入力観測点は OBJECTID 値を基準に昇順で並べ替えられ、出力可視性ラスターには、並べ替えられた位置のビット単位の論理和が報告されます。 ラスター マップ代数演算を使用すると、どの観測点がどの領域を見通せるかについての正確な情報を抽出でき、並べ替えルールを使用してその情報を観測点フィーチャに関連付けることができます。 次の図に例を示します。 観測点 1 の ObjectID は ObjectID 1、観測点 2 の ObjectID は ObjectID 2 とします。 出力可視性マップの地域 1 (薄黄色のエリア) のセル値は 1 です。 出力可視性マップの地域 2 (青色のエリア) のセル値は 2 です。 出力可視性マップの地域 3 (緑色のエリア) のセル値は 3 (1 と 2 のビット単位の論理和) です。

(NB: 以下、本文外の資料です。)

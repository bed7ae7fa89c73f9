//! evmerge-svc library interface
//!
//! Exposes the router, task store, queue and worker for the binary and for
//! integration tests.

pub mod api;
pub mod config;
pub mod db;
pub mod error;
pub mod filter;
pub mod normalize;
pub mod pipeline;
pub mod queue;
pub mod sources;
pub mod worker;

pub use crate::error::{ApiError, ApiResult};

use axum::Router;
use chrono::{DateTime, Utc};
use tower_http::{cors::CorsLayer, trace::TraceLayer};

use crate::db::TaskStore;
use crate::queue::TaskQueue;

/// Application state shared across handlers
#[derive(Clone)]
pub struct AppState {
    /// Durable task records
    pub store: TaskStore,
    /// Sending end of the worker's queue
    pub queue: TaskQueue,
    /// Service startup timestamp for uptime reporting
    pub startup_time: DateTime<Utc>,
}

impl AppState {
    pub fn new(store: TaskStore, queue: TaskQueue) -> Self {
        Self {
            store,
            queue,
            startup_time: Utc::now(),
        }
    }
}

/// Build application router
pub fn build_router(state: AppState) -> Router {
    Router::new()
        .merge(api::task_routes())
        .merge(api::health_routes())
        .layer(TraceLayer::new_for_http())
        // The browser frontend is served from a different origin
        .layer(CorsLayer::very_permissive())
        .with_state(state)
}
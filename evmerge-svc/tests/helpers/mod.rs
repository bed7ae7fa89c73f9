//! Shared fixtures for evmerge-svc integration tests
//!
//! On-disk SQLite databases and source files live in a `TempDir` that must
//! outlive the test, so it is returned alongside the store.

#![allow(dead_code)]

use async_trait::async_trait;
use evmerge_common::db::init_database;
use evmerge_common::models::{RawRecord, Task, TaskId, TaskStatus};
use evmerge_common::{Error, Result};
use evmerge_svc::db::TaskStore;
use evmerge_svc::sources::{DataLoader, FileSourceLoader};
use std::path::PathBuf;
use std::sync::Arc;
use std::time::Duration;
use tempfile::TempDir;
use tokio::sync::Semaphore;

/// Document source: three usable records plus one without a make
pub const DOCUMENT_FIXTURE: &str = r#"[
    {"YEAR": 2021, "Make": "Tesla", "Model": "Model 3", "Size": "Mid-size", "TYPE": "BEV",
     "(kW)": 211, "CITY (kWh/100 km)": 15.2, "RATING": "10", "(km)": 423, "TIME (h)": 10.0},
    {"YEAR": 2019, "Make": "Nissan", "Model": "Leaf", "Size": "Mid-size", "TYPE": "BEV",
     "(kW)": 110, "(g/km)": 0},
    {"YEAR": 2022, "Make": "Tesla", "Model": "Model Y", "Size": "SUV: Small", "TYPE": "BEV",
     "(kW)": null},
    {"YEAR": 2020, "Model": "Ghost", "Size": "Compact", "TYPE": "BEV"}
]"#;

/// Table source: three usable records
pub const TABLE_FIXTURE: &str = "\
year,make,model,size,type,kw,city_kWh,rating,km,time_h
2020,Tesla,Model S,Full-size,BEV,311,20.1,10,600,12
2023,Kia,EV6,SUV: Standard,BEV,239,,9,499,7.5
2018,Tesla,Roadster,Two-seater,BEV,,,,,
";

/// Records in the fixtures that survive normalization
pub const USABLE_RECORDS: usize = 6;

/// Temporary root holding a task database and both source files
pub struct TestEnv {
    pub dir: TempDir,
    pub store: TaskStore,
    pub document_path: PathBuf,
    pub table_path: PathBuf,
}

impl TestEnv {
    pub async fn new() -> Self {
        let dir = tempfile::tempdir().expect("Failed to create temp dir");
        let document_path = dir.path().join("source_a.json");
        let table_path = dir.path().join("source_b.csv");
        std::fs::write(&document_path, DOCUMENT_FIXTURE).expect("Failed to write document");
        std::fs::write(&table_path, TABLE_FIXTURE).expect("Failed to write table");

        let pool = init_database(&dir.path().join("tasks.db"))
            .await
            .expect("Failed to initialize database");

        Self {
            dir,
            store: TaskStore::new(pool),
            document_path,
            table_path,
        }
    }

    pub fn database_path(&self) -> PathBuf {
        self.dir.path().join("tasks.db")
    }

    pub fn loader(&self) -> Arc<dyn DataLoader> {
        Arc::new(FileSourceLoader::new(&self.document_path, &self.table_path))
    }
}

/// Loader that waits for a permit before every load
///
/// Lets a test hold the worker mid-task and observe the queue behind it.
pub struct GatedLoader {
    inner: Arc<dyn DataLoader>,
    gate: Arc<Semaphore>,
}

impl GatedLoader {
    pub fn new(inner: Arc<dyn DataLoader>) -> (Self, Arc<Semaphore>) {
        let gate = Arc::new(Semaphore::new(0));
        (
            Self {
                inner,
                gate: gate.clone(),
            },
            gate,
        )
    }
}

#[async_trait]
impl DataLoader for GatedLoader {
    async fn load(&self) -> Result<Vec<RawRecord>> {
        self.gate
            .acquire()
            .await
            .map_err(|e| Error::Internal(e.to_string()))?
            .forget();
        self.inner.load().await
    }
}

/// Poll the store until the task reaches `status`
pub async fn wait_for_status(store: &TaskStore, id: TaskId, status: TaskStatus) -> Task {
    let deadline = tokio::time::Instant::now() + Duration::from_secs(5);
    loop {
        let task = store.get(id).await.expect("Task lookup failed");
        if task.status == status {
            return task;
        }
        assert!(
            tokio::time::Instant::now() < deadline,
            "Task {} stuck in {} waiting for {}",
            id,
            task.status,
            status
        );
        tokio::time::sleep(Duration::from_millis(10)).await;
    }
}
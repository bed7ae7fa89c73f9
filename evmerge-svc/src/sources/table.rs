//! CSV table source: a header row followed by one row per record
//!
//! Cells are typed the way a dataframe reader would: integers, then floats,
//! otherwise strings. Empty cells leave the field absent.

use evmerge_common::models::RawRecord;
use evmerge_common::{Error, Result};
use serde_json::{Number, Value};
use std::path::Path;

/// Parse the table source into raw records, preserving row order
pub fn parse_table(bytes: &[u8], origin: &Path) -> Result<Vec<RawRecord>> {
    let malformed = |e: csv::Error| {
        Error::SourceUnavailable(format!("Malformed CSV in {}: {}", origin.display(), e))
    };

    let mut reader = csv::ReaderBuilder::new()
        .has_headers(true)
        .trim(csv::Trim::All)
        .from_reader(bytes);

    let headers = reader.headers().map_err(malformed)?.clone();

    let mut records = Vec::new();
    for row in reader.records() {
        let row = row.map_err(malformed)?;
        let record: RawRecord = headers
            .iter()
            .zip(row.iter())
            .filter(|(_, cell)| !cell.is_empty())
            .map(|(header, cell)| (header.to_string(), parse_cell(cell)))
            .collect();
        records.push(record);
    }

    Ok(records)
}

fn parse_cell(cell: &str) -> Value {
    if let Ok(i) = cell.parse::<i64>() {
        return Value::Number(i.into());
    }
    if let Some(n) = cell.parse::<f64>().ok().and_then(Number::from_f64) {
        return Value::Number(n);
    }
    Value::String(cell.to_string())
}
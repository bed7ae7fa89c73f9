//! Health check endpoint

use axum::{extract::State, routing::get, Json, Router};
use chrono::Utc;
use serde::Serialize;

use crate::AppState;

/// Health check response: status, module name, version
#[derive(Debug, Serialize)]
pub struct HealthResponse {
    pub status: String,
    pub module: String,
    pub version: String,
    pub uptime_seconds: i64,
}

/// GET /health
pub async fn health_check(State(state): State<AppState>) -> Json<HealthResponse> {
    Json(HealthResponse {
        status: "ok".to_string(),
        module: "evmerge-svc".to_string(),
        version: env!("CARGO_PKG_VERSION").to_string(),
        uptime_seconds: (Utc::now() - state.startup_time).num_seconds(),
    })
}

/// Build health check routes
pub fn health_routes() -> Router<AppState> {
    Router::new().route("/health", get(health_check))
}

上の図で、出力セル値は入力フィーチャの内部インデックスのビット単位の論理和です。 観測点-領域リレーションシップ テーブルは、内部インデックスの代わりにフィーチャクラス ID を使用して同じ情報を報告します。
可視性解析の制御
観測点パラメーターに種々の数値またはフィールドを指定することにより、各観測点の視野を制限することができます。 これらの観測点パラメーターは、可視領域 ツールで可視性解析の制御に使用される OFFSETA や OFFSETB などの円錐フィールドの表示と機能的に同じです。 違いは、測地線可視領域 観測点パラメーターが任意の数値フィールドを取得可能であることと、特定のフィールド名に制限されないことです。
GPU の使用
このツールは、特定の GPU ハードウェアをインストールしている場合に、パフォーマンスの向上が可能です。 このツールをサポートする方法、構成する方法、および有効化する方法の詳細については、ArcGIS Spatial Analyst エクステンションのヘルプの「Spatial Analyst での GPU 処理」のトピックをご参照ください。
パフォーマンスの最適化
可視領域の決定は、コンピューターに負荷がかかる処理です。 前のセクションで説明した GPU ハードウェアを使用する以外に、ツールのパフォーマンスを改善するオプションを以下に示します。
観測距離 パラメーターをアプリケーションに意味のある値 (25 キロメートルなど) に設定します。 このツールは、可視距離内にあるセルだけを処理するため、処理時間が短縮されます。 観測距離 を大きくすると、ツールの処理時間が長くなります。
解析方法 を 周長の見通し線 に設定します。 このツールでは、円錐表示のエッジにあるセルに対して見通し線だけを作成するため、処理時間が短縮されます。
入力標高ラスターが分析範囲よりも大きい地理的エリアをカバーしている場合、範囲環境を分析範囲に設定して、出力ラスターのサイズを減らします。
一時的に使用される領域の要件
実行時に、測地線可視領域ツールは、入力ラスターを処理用の地心 3D 座標系に投影します。 入力観測点フィーチャのバッファー ゾーン内にある (観測距離 パラメーターにより定義されたバッファー距離を持つ) セルだけが投影されます。 各投影セルには、すべての見通し線 解析方法の場合は約 50 バイトの一時領域、周長の見通し線 解析方法の場合は約 150 バイトの一時領域が必要です。 必要な一時領域の正確な量と書き込み先のパスについては、ツール メッセージを確認します。 デフォルトの一時ディレクトリーに使用可能な空き容量が十分にない場合、Microsoft Windows TMP 環境変数を使用して、一時ディレクトリーを異なるドライブおよびパスにリダイレクトできます。